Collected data
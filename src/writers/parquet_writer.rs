use arrow::datatypes::SchemaRef;
use arrow::record_batch::RecordBatch;
use chrono::Utc;
use parquet::arrow::arrow_reader::ParquetRecordBatchReaderBuilder;
use parquet::arrow::ArrowWriter;
use parquet::basic::{Compression, GzipLevel, ZstdLevel};
use parquet::file::properties::WriterProperties;
use std::fs::{self, File, OpenOptions};
use std::path::{Path, PathBuf};
use tracing::{debug, error, info};

use super::{LoadOutcome, RecordSink};
use crate::error::{EtlError, Result};
use crate::models::Dataset;
use crate::utils::constants::{
    COMPRESSION_GZIP, COMPRESSION_LZ4, COMPRESSION_NONE, COMPRESSION_SNAPPY, COMPRESSION_ZSTD,
    DEFAULT_ROW_GROUP_SIZE,
};
use crate::utils::unique_load_path;

/// Writes every load as a new Parquet file named after its table
pub struct ParquetSink {
    output_dir: PathBuf,
    compression: Compression,
}

impl ParquetSink {
    pub fn new(output_dir: impl Into<PathBuf>) -> Self {
        Self {
            output_dir: output_dir.into(),
            compression: Compression::SNAPPY,
        }
    }

    pub fn with_compression(mut self, compression: &str) -> Result<Self> {
        self.compression = match compression.to_lowercase().as_str() {
            COMPRESSION_SNAPPY => Compression::SNAPPY,
            COMPRESSION_GZIP => Compression::GZIP(GzipLevel::default()),
            COMPRESSION_LZ4 => Compression::LZ4,
            COMPRESSION_ZSTD => Compression::ZSTD(ZstdLevel::default()),
            COMPRESSION_NONE => Compression::UNCOMPRESSED,
            _ => {
                return Err(EtlError::Config(format!(
                    "Unsupported compression: {}",
                    compression
                )))
            }
        };
        Ok(self)
    }

    pub fn output_dir(&self) -> &Path {
        &self.output_dir
    }

    fn properties(&self) -> WriterProperties {
        WriterProperties::builder()
            .set_compression(self.compression)
            .set_max_row_group_size(DEFAULT_ROW_GROUP_SIZE)
            .build()
    }

    /// Write `batch` to a file that must not exist yet
    pub fn write_batch(&self, batch: &RecordBatch, path: &Path) -> Result<()> {
        let file = OpenOptions::new().write(true).create_new(true).open(path)?;

        let mut writer = ArrowWriter::try_new(file, batch.schema(), Some(self.properties()))?;
        writer.write(batch)?;
        writer.close()?;

        Ok(())
    }

    /// Read up to `limit` rows back from a file written by this sink
    pub fn read_batches(&self, path: &Path, limit: usize) -> Result<Vec<RecordBatch>> {
        let file = File::open(path)?;
        let reader = ParquetRecordBatchReaderBuilder::try_new(file)?
            .with_batch_size(limit.clamp(1, 8192))
            .with_limit(limit)
            .build()?;

        let mut batches = Vec::new();
        for batch in reader {
            batches.push(batch?);
        }
        Ok(batches)
    }

    /// Get file statistics
    pub fn get_file_info(&self, path: &Path) -> Result<ParquetFileInfo> {
        let file = File::open(path)?;
        let builder = ParquetRecordBatchReaderBuilder::try_new(file)?;
        let metadata = builder.metadata();

        let row_group_sizes = metadata
            .row_groups()
            .iter()
            .map(|rg| rg.num_rows())
            .collect::<Vec<_>>();
        let compression = metadata
            .row_groups()
            .first()
            .and_then(|rg| rg.columns().first())
            .map(|column| column.compression())
            .unwrap_or(Compression::UNCOMPRESSED);

        Ok(ParquetFileInfo {
            total_rows: metadata.file_metadata().num_rows(),
            row_groups: metadata.num_row_groups(),
            row_group_sizes,
            file_size: fs::metadata(path)?.len(),
            compression,
            schema: builder.schema().clone(),
        })
    }
}

impl RecordSink for ParquetSink {
    fn probe(&self) -> Result<()> {
        let connectivity = |e: std::io::Error| EtlError::Connectivity {
            target: self.output_dir.display().to_string(),
            message: e.to_string(),
        };

        fs::create_dir_all(&self.output_dir).map_err(connectivity)?;
        let metadata = fs::metadata(&self.output_dir).map_err(connectivity)?;
        if metadata.permissions().readonly() {
            return Err(EtlError::Connectivity {
                target: self.output_dir.display().to_string(),
                message: "output directory is read-only".to_string(),
            });
        }
        Ok(())
    }

    fn load(&mut self, dataset: Dataset, batch: &RecordBatch) -> Result<LoadOutcome> {
        if batch.num_rows() == 0 {
            debug!(table = %dataset, "Nothing to load");
            return Ok(LoadOutcome::new(dataset, 0, 0));
        }

        let path = unique_load_path(&self.output_dir, dataset.table_name(), Utc::now());
        if let Err(e) = self.write_batch(batch, &path) {
            error!(
                table = %dataset,
                rows = batch.num_rows(),
                path = %path.display(),
                error = %e,
                "Failed to write rows"
            );
            return Ok(LoadOutcome::new(dataset, 0, batch.num_rows()));
        }

        info!(
            table = %dataset,
            rows = batch.num_rows(),
            path = %path.display(),
            "Loaded rows"
        );
        Ok(LoadOutcome::new(dataset, batch.num_rows(), 0).with_location(path))
    }
}

#[derive(Debug, Clone)]
pub struct ParquetFileInfo {
    pub total_rows: i64,
    pub row_groups: usize,
    pub row_group_sizes: Vec<i64>,
    pub file_size: u64,
    pub compression: Compression,
    pub schema: SchemaRef,
}

impl ParquetFileInfo {
    pub fn summary(&self) -> String {
        let mut summary = String::new();
        summary.push_str(&format!("Total rows: {}\n", self.total_rows));
        summary.push_str(&format!("Row groups: {}\n", self.row_groups));
        summary.push_str(&format!(
            "File size: {:.1} KB\n",
            self.file_size as f64 / 1024.0
        ));
        summary.push_str(&format!("Compression: {:?}\n", self.compression));
        summary.push_str("Columns:\n");
        for field in self.schema.fields() {
            summary.push_str(&format!("  {}: {}\n", field.name(), field.data_type()));
        }
        summary
    }
}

▸ YOUR GOAL
Determine which lines above include the word "struct", and report those lines in full.

▸ SOLUTION TO THIS EXERCISE
pub struct ParquetSink {
pub struct ParquetFileInfo {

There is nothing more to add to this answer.